As a humanities scholar, I think this point is highly relevant. Awareness is critical to ensuring that people understand the value and importance of collections and their management and care, including digital/specimen/management and data models that include linking etc. When I was Programme Director at the Centre for Collections Based Research at the University of Reading, I had interdisciplinary PhD students from across the humanities working in archives and collections: I always took them on a peripatetic tour of the University’s (impressive) collections. That meant going to the Herbarium and also to the Cole Zoological Collections. This really opened their eyes to the differences in collection management for, say, literary archives, and natural history collections. In some instances, this actually changed the design of their research questions and involved them more closed in nathist. All of them will remember those encounters forever. University collections have a huge role to play.

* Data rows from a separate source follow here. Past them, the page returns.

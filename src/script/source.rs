//! Script and config files under a project root

use std::io::ErrorKind;
use std::path::{Path, PathBuf};

use super::config::parse_config;
use super::model::{ConfigEntries, Script};
use super::tokenizer::Tokenizer;
use crate::error::ScriptError;

/// Default script file name
pub const SCRIPT_FILE: &str = ".enderpearl";

/// Default config file name
pub const CONFIG_FILE: &str = ".enderpearl.conf";

/// Read a file, treating "not found" as `None`
fn read_optional(path: &Path) -> Result<Option<String>, ScriptError> {
    match std::fs::read_to_string(path) {
        Ok(text) => Ok(Some(text)),
        Err(e) if e.kind() == ErrorKind::NotFound => {
            tracing::debug!("{} not found", path.display());
            Ok(None)
        }
        Err(e) => Err(ScriptError::Io(e)),
    }
}

/// Locations of the script and config files for one project
#[derive(Debug, Clone)]
pub struct ScriptSource {
    root: PathBuf,
    script_file: String,
    config_file: String,
    tokenizer: Tokenizer,
}

impl ScriptSource {
    /// Source using the default file names under `root`
    pub fn new(root: impl Into<PathBuf>) -> Self {
        Self {
            root: root.into(),
            script_file: SCRIPT_FILE.to_string(),
            config_file: CONFIG_FILE.to_string(),
            tokenizer: Tokenizer::new(),
        }
    }

    pub fn with_script_file(mut self, name: impl Into<String>) -> Self {
        self.script_file = name.into();
        self
    }

    pub fn with_config_file(mut self, name: impl Into<String>) -> Self {
        self.config_file = name.into();
        self
    }

    pub fn with_tokenizer(mut self, tokenizer: Tokenizer) -> Self {
        self.tokenizer = tokenizer;
        self
    }

    pub fn tokenizer(&self) -> &Tokenizer {
        &self.tokenizer
    }

    pub fn root(&self) -> &Path {
        &self.root
    }

    pub fn script_path(&self) -> PathBuf {
        self.root.join(&self.script_file)
    }

    pub fn config_path(&self) -> PathBuf {
        self.root.join(&self.config_file)
    }

    /// Read the config file; a missing file gives no entries
    pub fn load_config(&self) -> Result<ConfigEntries, ScriptError> {
        Ok(read_optional(&self.config_path())?
            .map(|text| parse_config(&text))
            .unwrap_or_default())
    }

    /// Read and tokenize the script against `config`
    ///
    /// # Returns
    /// * `Ok(None)` - the script file does not exist, so there is nothing
    ///   to run
    pub fn load_script(&self, config: &ConfigEntries) -> Result<Option<Script>, ScriptError> {
        let Some(text) = read_optional(&self.script_path())? else {
            return Ok(None);
        };
        let script = self.tokenizer.tokenize(&text, config);
        tracing::debug!(
            "Loaded {} operation(s) from {}",
            script.len(),
            self.script_path().display()
        );
        Ok(Some(script))
    }
}

#[cfg(test)]
mod tests {
    use super::*;
    use std::fs;
    use tempfile::TempDir;

    #[test]
    fn test_missing_files() {
        let dir = TempDir::new().unwrap();
        let source = ScriptSource::new(dir.path());

        let config = source.load_config().unwrap();
        assert!(config.is_empty());
        assert!(source.load_script(&config).unwrap().is_none());
    }

    #[test]
    fn test_load_script_with_config() {
        let dir = TempDir::new().unwrap();
        fs::write(dir.path().join(CONFIG_FILE), "#target(wasm32-unknown-unknown)\n").unwrap();
        fs::write(
            dir.path().join(SCRIPT_FILE),
            "#build(\ncargo build --target ${target}\n)\n",
        )
        .unwrap();

        let source = ScriptSource::new(dir.path());
        let config = source.load_config().unwrap();
        let script = source.load_script(&config).unwrap().unwrap();

        assert_eq!(script.len(), 1);
        assert_eq!(
            script.operations()[0].commands()[0].text(),
            "cargo build --target wasm32-unknown-unknown"
        );
    }

    #[test]
    fn test_custom_file_names_and_prefix() {
        let dir = TempDir::new().unwrap();
        fs::write(dir.path().join("tasks.ep"), "@test(cargo test)").unwrap();

        let source = ScriptSource::new(dir.path())
            .with_script_file("tasks.ep")
            .with_config_file("tasks.conf")
            .with_tokenizer(Tokenizer::new().with_prefix('@'));

        let script = source.load_script(&ConfigEntries::new()).unwrap().unwrap();
        assert_eq!(script.names(), vec!["test"]);
        assert!(source.config_path().ends_with("tasks.conf"));
    }

    #[test]
    fn test_unreadable_script_is_error() {
        let dir = TempDir::new().unwrap();
        // A directory where the file should be
        fs::create_dir(dir.path().join(SCRIPT_FILE)).unwrap();

        let source = ScriptSource::new(dir.path());
        let result = source.load_script(&ConfigEntries::new());
        assert!(matches!(result, Err(ScriptError::Io(_))));
    }
}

There are also senior researchers in environmental history, history of natural history, global history, and history of knowledge production who are not only aware, but spreading awareness of nathist collections and their value through their research (see below). Not only that, but many of these colleagues have the research skills and analytical ability to contribute to the kinds of data (transcriptions, collation of field notes with correspondence, etc) that are needed for the realisation of the dream of the Digital Extended Specimen. It will be critically important to include such highly skilled colleagues in the thinking behind the data models for the DES.
Further, many of these humanities colleagues who are already engaged with nathist collections are also quite advanced in processes of developing inclusion and diversity in their work – be that teaching, research, or decolonial practices. It would be great to share this kind of know-how across disciplines.
Some of us have started an international and interdisciplinary research group (albeit informal) and we have started a research blog about it. It is called ‘collection<>ecologies’ and here is the link: We are the Collection Ecologists – Collection Ecologies
But that is the tip of an iceberg – it would be worth planning an effective, well-structured consultation for GBIF with the humanities and social sciences communities. Happy to be part of that!